Filmfestivals, Kinos und die Krise

Thema

Der Aufwärtstrend bei den Produktionszahlen von Kurzfilmen ist weltweit ungebrochen. Festivals, wie die Kurzfilmtage Oberhausen, ergreifen bereits Maßnahmen, um den Ansturm der Einreichungen zu begrenzen, weil die Kapazitätsgrenzen bei Sichtung und Auswahl längst erreicht sind. Manche Langfilmfestivals nehmen aus dem gleichen Grund den Kurzfilm aus dem Programm oder stocken notgedrungen den Mitarbeiterstab auf. Dies belegt, dass die Erhöhung der Kurzfilmproduktion nicht nur der zusätzlichen Nachfrage und Verbreitungsmöglichkeiten im Internet geschuldet ist. Denn, der Ansturm zielt ja auf die Kinoleinwände.

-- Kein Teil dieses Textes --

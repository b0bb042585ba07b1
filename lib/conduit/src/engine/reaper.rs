// This Source Code Form is subject to the terms of the Mozilla Public
// License, v. 2.0. If a copy of the MPL was not distributed with this
// file, You can obtain one at https://mozilla.org/MPL/2.0/.

// Copyright 2026 Oxide Computer Company

//! Periodic expiry of idle connections.
//!
//! A pass collects expired keys shard by shard under read locks, then
//! evicts each pair individually. Each eviction re-checks expiry under
//! the shard write lock, so a connection refreshed between the scan
//! and the eviction survives. The reaper never holds more than one
//! shard lock at a time.

use super::conn_table::ConnTable;
use super::stat::ReaperStats;
use crate::ddi::time::Moment;
use crate::provider::LogLevel;
use crate::provider::Providers;
use core::sync::atomic::Ordering;
use core::time::Duration;
use std::io;
use std::sync::Arc;
use std::sync::mpsc;
use std::thread::JoinHandle;

pub struct Reaper {
    ct: Arc<ConnTable>,
    providers: Arc<Providers>,
    stats: ReaperStats,
}

impl Reaper {
    pub fn new(ct: Arc<ConnTable>, providers: Arc<Providers>) -> Self {
        Self { ct, providers, stats: ReaperStats::default() }
    }

    pub fn stats(&self) -> &ReaperStats {
        &self.stats
    }

    /// Run one pass. Returns the number of entries evicted.
    pub fn reap(&self) -> usize {
        self.reap_at(Moment::now())
    }

    pub fn reap_at(&self, now: Moment) -> usize {
        let expired = self.ct.expired(now);
        let evicted: usize =
            expired.iter().map(|key| self.ct.expire_pair(key, now)).sum();

        self.stats.passes.fetch_add(1, Ordering::Relaxed);
        self.stats.scanned.fetch_add(expired.len() as u64, Ordering::Relaxed);
        self.stats.evicted.fetch_add(evicted as u64, Ordering::Relaxed);

        if evicted > 0 {
            self.providers.log.log(
                LogLevel::Debug,
                &format!(
                    "reaper: evicted {evicted} entries, {} remain",
                    self.ct.num_entries()
                ),
            );
        }

        evicted
    }

    /// Run a pass every `interval` on a background thread until the
    /// returned handle is stopped or dropped.
    pub fn spawn(self: Arc<Self>, interval: Duration) -> io::Result<ReaperHandle> {
        let (stop_tx, stop_rx) = mpsc::channel::<()>();

        let thread = std::thread::Builder::new()
            .name("conduit-reaper".to_string())
            .spawn(move || {
                loop {
                    match stop_rx.recv_timeout(interval) {
                        Err(mpsc::RecvTimeoutError::Timeout) => {
                            self.reap();
                        }
                        // Stop requested, or the handle is gone.
                        Ok(()) | Err(mpsc::RecvTimeoutError::Disconnected) => {
                            break;
                        }
                    }
                }
            })?;

        Ok(ReaperHandle { stop: Some(stop_tx), thread: Some(thread) })
    }
}

pub struct ReaperHandle {
    stop: Option<mpsc::Sender<()>>,
    thread: Option<JoinHandle<()>>,
}

impl ReaperHandle {
    /// Stop the reaper thread and wait for it to exit.
    pub fn stop(mut self) {
        self.shutdown();
    }

    fn shutdown(&mut self) {
        if let Some(stop) = self.stop.take() {
            let _ = stop.send(());
        }

        if let Some(thread) = self.thread.take() {
            let _ = thread.join();
        }
    }
}

impl Drop for ReaperHandle {
    fn drop(&mut self) {
        self.shutdown();
    }
}
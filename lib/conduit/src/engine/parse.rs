// This Source Code Form is subject to the terms of the Mozilla Public
// License, v. 2.0. If a copy of the MPL was not distributed with this
// file, You can obtain one at https://mozilla.org/MPL/2.0/.

// Copyright 2026 Oxide Computer Company

//! Header parsing.
//!
//! [`parse`] validates the Ethernet, IP, and transport headers of a
//! frame and produces a [`PacketMeta`]: the flow key plus the offsets
//! the rewrite stage needs. Every header is read through a zerocopy
//! view of a bounds-checked subslice, so no read can go past the end
//! of the buffer.
//!
//! [`peek`] is the cheap variant used by the fast path. It only pulls
//! out the source address, protocol, and destination port, and
//! validates nothing beyond the bounds of the reads themselves.

use super::ether::ETHER_TYPE_IPV4;
use super::ether::ETHER_TYPE_IPV6;
use super::ether::ETHER_TYPE_VLAN;
use super::ether::EtherHdrRaw;
use super::ether::VlanTagRaw;
use super::icmp::IcmpEchoRaw;
use super::ip4::IPV4_VERSION;
use super::ip4::Ipv4HdrRaw;
use super::ip6::IPV6_EXT_HEADERS;
use super::ip6::IPV6_VERSION;
use super::ip6::Ipv6HdrRaw;
use super::tcp::TcpFlags;
use super::tcp::TcpHdrRaw;
use super::udp::UdpHdrRaw;
use conduit_api::FlowKey;
use conduit_api::IpAddr;
use conduit_api::PROTO_ICMP;
use conduit_api::PROTO_ICMPV6;
use conduit_api::PROTO_TCP;
use conduit_api::PROTO_UDP;
use conduit_api::Protocol;
use core::fmt;
use core::fmt::Display;
use zerocopy::FromBytes;
use zerocopy::Immutable;
use zerocopy::KnownLayout;

#[derive(Clone, Copy, Debug, Eq, PartialEq)]
pub enum Layer {
    Ether,
    Vlan,
    Ipv4,
    Ipv6,
    Tcp,
    Udp,
    Icmp,
}

impl Display for Layer {
    fn fmt(&self, f: &mut fmt::Formatter) -> fmt::Result {
        let s = match self {
            Self::Ether => "Ethernet",
            Self::Vlan => "802.1Q",
            Self::Ipv4 => "IPv4",
            Self::Ipv6 => "IPv6",
            Self::Tcp => "TCP",
            Self::Udp => "UDP",
            Self::Icmp => "ICMP",
        };
        write!(f, "{s}")
    }
}

/// Traffic that parses fine but that the dataplane does not track.
#[derive(Clone, Copy, Debug, Eq, PartialEq)]
pub enum Unsupported {
    EtherType(u16),
    IpProto(u8),
    /// A non-initial IPv4 fragment, which carries no L4 header.
    Fragment,
    Ipv6ExtHeader(u8),
}

impl Display for Unsupported {
    fn fmt(&self, f: &mut fmt::Formatter) -> fmt::Result {
        match self {
            Self::EtherType(et) => write!(f, "ether type 0x{et:04x}"),
            Self::IpProto(p) => write!(f, "IP protocol {p}"),
            Self::Fragment => write!(f, "non-initial fragment"),
            Self::Ipv6ExtHeader(nh) => write!(f, "IPv6 extension header {nh}"),
        }
    }
}

#[derive(Clone, Copy, Debug, Eq, PartialEq, thiserror::Error)]
pub enum ParseError {
    #[error("truncated {layer} header")]
    Truncated { layer: Layer },

    #[error("malformed {layer} header: {msg}")]
    Malformed { layer: Layer, msg: &'static str },

    #[error("unsupported: {0}")]
    Unsupported(Unsupported),
}

impl ParseError {
    pub fn is_unsupported(&self) -> bool {
        matches!(self, Self::Unsupported(_))
    }
}

/// The parsed view of a packet.
#[derive(Clone, Copy, Debug, Eq, PartialEq)]
pub struct PacketMeta {
    pub flow: FlowKey,
    pub l3_offset: usize,
    pub l4_offset: usize,
    /// Length of the IP datagram, header included.
    pub ip_len: usize,
    pub tcp_flags: Option<TcpFlags>,
}

impl PacketMeta {
    pub fn is_ipv6(&self) -> bool {
        self.flow.is_ipv6()
    }
}

fn hdr_at<T>(pkt: &[u8], off: usize, layer: Layer) -> Result<&T, ParseError>
where
    T: FromBytes + KnownLayout + Immutable,
{
    pkt.get(off..)
        .and_then(|bytes| T::ref_from_prefix(bytes).ok())
        .map(|(hdr, _)| hdr)
        .ok_or(ParseError::Truncated { layer })
}

fn malformed(layer: Layer, msg: &'static str) -> ParseError {
    ParseError::Malformed { layer, msg }
}

/// Find the L3 offset and ether type, stepping over one VLAN tag.
fn l2(pkt: &[u8]) -> Result<(usize, u16), ParseError> {
    let eth = hdr_at::<EtherHdrRaw>(pkt, 0, Layer::Ether)?;
    match eth.ether_type() {
        ETHER_TYPE_VLAN => {
            let tag = hdr_at::<VlanTagRaw>(pkt, EtherHdrRaw::SIZE, Layer::Vlan)?;
            Ok((EtherHdrRaw::SIZE + VlanTagRaw::SIZE, tag.ether_type()))
        }

        et => Ok((EtherHdrRaw::SIZE, et)),
    }
}

/// Parse the headers of the Ethernet frame in `pkt`.
pub fn parse(pkt: &[u8]) -> Result<PacketMeta, ParseError> {
    let (l3_offset, ether_type) = l2(pkt)?;

    match ether_type {
        ETHER_TYPE_IPV4 => parse_ip4(pkt, l3_offset),
        ETHER_TYPE_IPV6 => parse_ip6(pkt, l3_offset),
        et => Err(ParseError::Unsupported(Unsupported::EtherType(et))),
    }
}

fn parse_ip4(pkt: &[u8], l3_offset: usize) -> Result<PacketMeta, ParseError> {
    let ip = hdr_at::<Ipv4HdrRaw>(pkt, l3_offset, Layer::Ipv4)?;

    if ip.version() != IPV4_VERSION {
        return Err(malformed(Layer::Ipv4, "bad version"));
    }

    let hdr_len = ip.hdr_len();
    if hdr_len < Ipv4HdrRaw::SIZE {
        return Err(malformed(Layer::Ipv4, "header length below minimum"));
    }

    let ip_len = ip.total_len();
    if ip_len < hdr_len {
        return Err(malformed(Layer::Ipv4, "total length shorter than header"));
    }

    if l3_offset + ip_len > pkt.len() {
        return Err(ParseError::Truncated { layer: Layer::Ipv4 });
    }

    if ip.frag_offset() != 0 {
        return Err(ParseError::Unsupported(Unsupported::Fragment));
    }

    let l4 = L4Window {
        // Trailing link-layer padding is not part of the datagram.
        bytes: &pkt[..l3_offset + ip_len],
        offset: l3_offset + hdr_len,
    };
    let (proto, ports, tcp_flags) = match ip.proto {
        PROTO_TCP => l4.tcp()?,
        PROTO_UDP => l4.udp()?,
        PROTO_ICMP => l4.icmp(false)?,
        p => return Err(ParseError::Unsupported(Unsupported::IpProto(p))),
    };

    Ok(PacketMeta {
        flow: FlowKey {
            proto,
            src: IpAddr::V4(ip.src()),
            src_port: ports.0,
            dst: IpAddr::V4(ip.dst()),
            dst_port: ports.1,
        },
        l3_offset,
        l4_offset: l4.offset,
        ip_len,
        tcp_flags,
    })
}

fn parse_ip6(pkt: &[u8], l3_offset: usize) -> Result<PacketMeta, ParseError> {
    let ip = hdr_at::<Ipv6HdrRaw>(pkt, l3_offset, Layer::Ipv6)?;

    if ip.version() != IPV6_VERSION {
        return Err(malformed(Layer::Ipv6, "bad version"));
    }

    let ip_len = Ipv6HdrRaw::SIZE + ip.payload_len();
    if l3_offset + ip_len > pkt.len() {
        return Err(ParseError::Truncated { layer: Layer::Ipv6 });
    }

    if IPV6_EXT_HEADERS.contains(&ip.next_hdr) {
        return Err(ParseError::Unsupported(Unsupported::Ipv6ExtHeader(
            ip.next_hdr,
        )));
    }

    let l4 = L4Window {
        bytes: &pkt[..l3_offset + ip_len],
        offset: l3_offset + Ipv6HdrRaw::SIZE,
    };
    let (proto, ports, tcp_flags) = match ip.next_hdr {
        PROTO_TCP => l4.tcp()?,
        PROTO_UDP => l4.udp()?,
        PROTO_ICMPV6 => l4.icmp(true)?,
        p => return Err(ParseError::Unsupported(Unsupported::IpProto(p))),
    };

    Ok(PacketMeta {
        flow: FlowKey {
            proto,
            src: IpAddr::V6(ip.src()),
            src_port: ports.0,
            dst: IpAddr::V6(ip.dst()),
            dst_port: ports.1,
        },
        l3_offset,
        l4_offset: l4.offset,
        ip_len,
        tcp_flags,
    })
}

type L4Parsed = (Protocol, (u16, u16), Option<TcpFlags>);

/// The transport header and payload, bounded by the IP length.
struct L4Window<'a> {
    bytes: &'a [u8],
    offset: usize,
}

impl L4Window<'_> {
    fn avail(&self) -> usize {
        self.bytes.len() - self.offset
    }

    fn tcp(&self) -> Result<L4Parsed, ParseError> {
        let tcp = hdr_at::<TcpHdrRaw>(self.bytes, self.offset, Layer::Tcp)?;
        let hdr_len = tcp.hdr_len();
        if hdr_len < TcpHdrRaw::SIZE {
            return Err(malformed(Layer::Tcp, "data offset below minimum"));
        }

        if hdr_len > self.avail() {
            return Err(ParseError::Truncated { layer: Layer::Tcp });
        }

        Ok((Protocol::TCP, (tcp.src_port(), tcp.dst_port()), Some(tcp.flags())))
    }

    fn udp(&self) -> Result<L4Parsed, ParseError> {
        let udp = hdr_at::<UdpHdrRaw>(self.bytes, self.offset, Layer::Udp)?;
        let len = udp.length();
        if len < UdpHdrRaw::SIZE {
            return Err(malformed(Layer::Udp, "length below minimum"));
        }

        if len > self.avail() {
            return Err(ParseError::Truncated { layer: Layer::Udp });
        }

        Ok((Protocol::UDP, (udp.src_port(), udp.dst_port()), None))
    }

    fn icmp(&self, v6: bool) -> Result<L4Parsed, ParseError> {
        let icmp = hdr_at::<IcmpEchoRaw>(self.bytes, self.offset, Layer::Icmp)?;
        let proto = if v6 { Protocol::ICMPv6 } else { Protocol::ICMP };

        // The echo identifier names the conversation; everything
        // else is keyed on addresses alone.
        let id = if icmp.is_echo(v6) { icmp.ident() } else { 0 };
        Ok((proto, (id, id), None))
    }
}

/// The few fields the fast path looks at.
#[derive(Clone, Copy, Debug, Eq, PartialEq)]
pub struct Peek {
    pub src: IpAddr,
    pub proto: u8,
    pub dst_port: Option<u16>,
}

/// Pull the source address, protocol, and destination port out of
/// `pkt` without validating it.
pub fn peek(pkt: &[u8]) -> Option<Peek> {
    let (l3_offset, ether_type) = l2(pkt).ok()?;

    let (src, proto, l4_offset) = match ether_type {
        ETHER_TYPE_IPV4 => {
            let ip = hdr_at::<Ipv4HdrRaw>(pkt, l3_offset, Layer::Ipv4).ok()?;
            let l4 = (ip.frag_offset() == 0).then(|| l3_offset + ip.hdr_len());
            (IpAddr::V4(ip.src()), ip.proto, l4)
        }

        ETHER_TYPE_IPV6 => {
            let ip = hdr_at::<Ipv6HdrRaw>(pkt, l3_offset, Layer::Ipv6).ok()?;
            (IpAddr::V6(ip.src()), ip.next_hdr, Some(l3_offset + Ipv6HdrRaw::SIZE))
        }

        _ => return None,
    };

    let dst_port = match (proto, l4_offset) {
        (PROTO_TCP, Some(off)) => hdr_at::<TcpHdrRaw>(pkt, off, Layer::Tcp)
            .ok()
            .map(|tcp| tcp.dst_port()),
        (PROTO_UDP, Some(off)) => hdr_at::<UdpHdrRaw>(pkt, off, Layer::Udp)
            .ok()
            .map(|udp| udp.dst_port()),
        _ => None,
    };

    Some(Peek { src, proto, dst_port })
}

Die Chancen mit einem Kurzfilm ins Kino zu kommen nehmen jedoch gleichzeitig ab. Das hat viele, sehr unterschiedliche Gründe und wirft Fragen auf. Wie und wo kommen heute Filme auf eine Kinoleinwand? Welche Hindernisse gibt es? Wie entwickelt sich die Kinolandschaft? Wie reagieren die Festivals? Um diese Fragen zu beantworten, muss das Thema aus verschiedenen Richtungen angegangen werden …

 

Das Kino starb am 31. September 1983

In seinen provokanten Vorträgen zum Thema Zukunft des Kinos sagt Peter Greenaway: „Das Kino starb am 31. September 1983, als auf der ganzen Welt die Fernbedienung Einzug in die Wohnzimmer hielt“ (Lettre International 72, 2006). Dies ist sicherlich nicht richtig (der September hat nur 30 Tage:-), doch er legt seine Finger auf eine Wunde. Probleme gibt es an allen Ecken und Enden!

Inzwischen wird überall vom Kinosterben gesprochen. Stimmt das? Laut dem von Media Salles veröffentlichten Jahrbuch 2007 blieb im vergangenen Jahr die Zahl der Kinos in Westeuropa zumindest durchschnittlich stabil, während sie in Osteuropa und im Mittelmeer-Raum sogar leicht stieg. Alles halb so schlimm?

Doch, wenn man näher hinschaut und die Verschiebungen und Umgewichtungen in der Verteilung der verschiedenen Kinotypen betrachtet, kann von Entwarnung keine Rede sein. Es sind Veränderungen, die vor allem für den Kurzfilm, aber auch alle anderen Filmformen jenseits des Mainstreams relevant sind und hart treffen können.

So stellt die Media-Salles-Studie fest, dass im Jahr 2007 gegenüber dem Vorjahr lediglich die Zahl der Multiplex-Kinos gestiegen ist und zwar um 4,3%, also überdurchschnittlich. Vor dem Hintergrund, dass die Welle der Multiplex-Neueröffnungen schon hinter uns liegt und die Zahl der Filmtheater insgesamt stagniert, belegt dies in einem anderen Sektor ein Kinosterben: Filmtheater mit wenigen Leinwänden und insbesondere Einzelhäuser. Dies ist alarmierend, weil es meist diese Kinos sind, die Filmkultur pflegen. Auch Kurzfilme sehen nur ganz selten das Licht einer Multiplex-Leinwand.

 

Kinoprogramm – was so läuft …

Mit seiner provokanten Aussage zum Tod des Kinos verband Greenaway die Einschätzung, der klassische Unterhaltungsfilm sei tot und das narrative, illusionistische Kino habe seine besten Zeiten hinter sich. Doch, welche Filmformen haben aktuell weltweit auf Kinoleinwänden noch Erfolg?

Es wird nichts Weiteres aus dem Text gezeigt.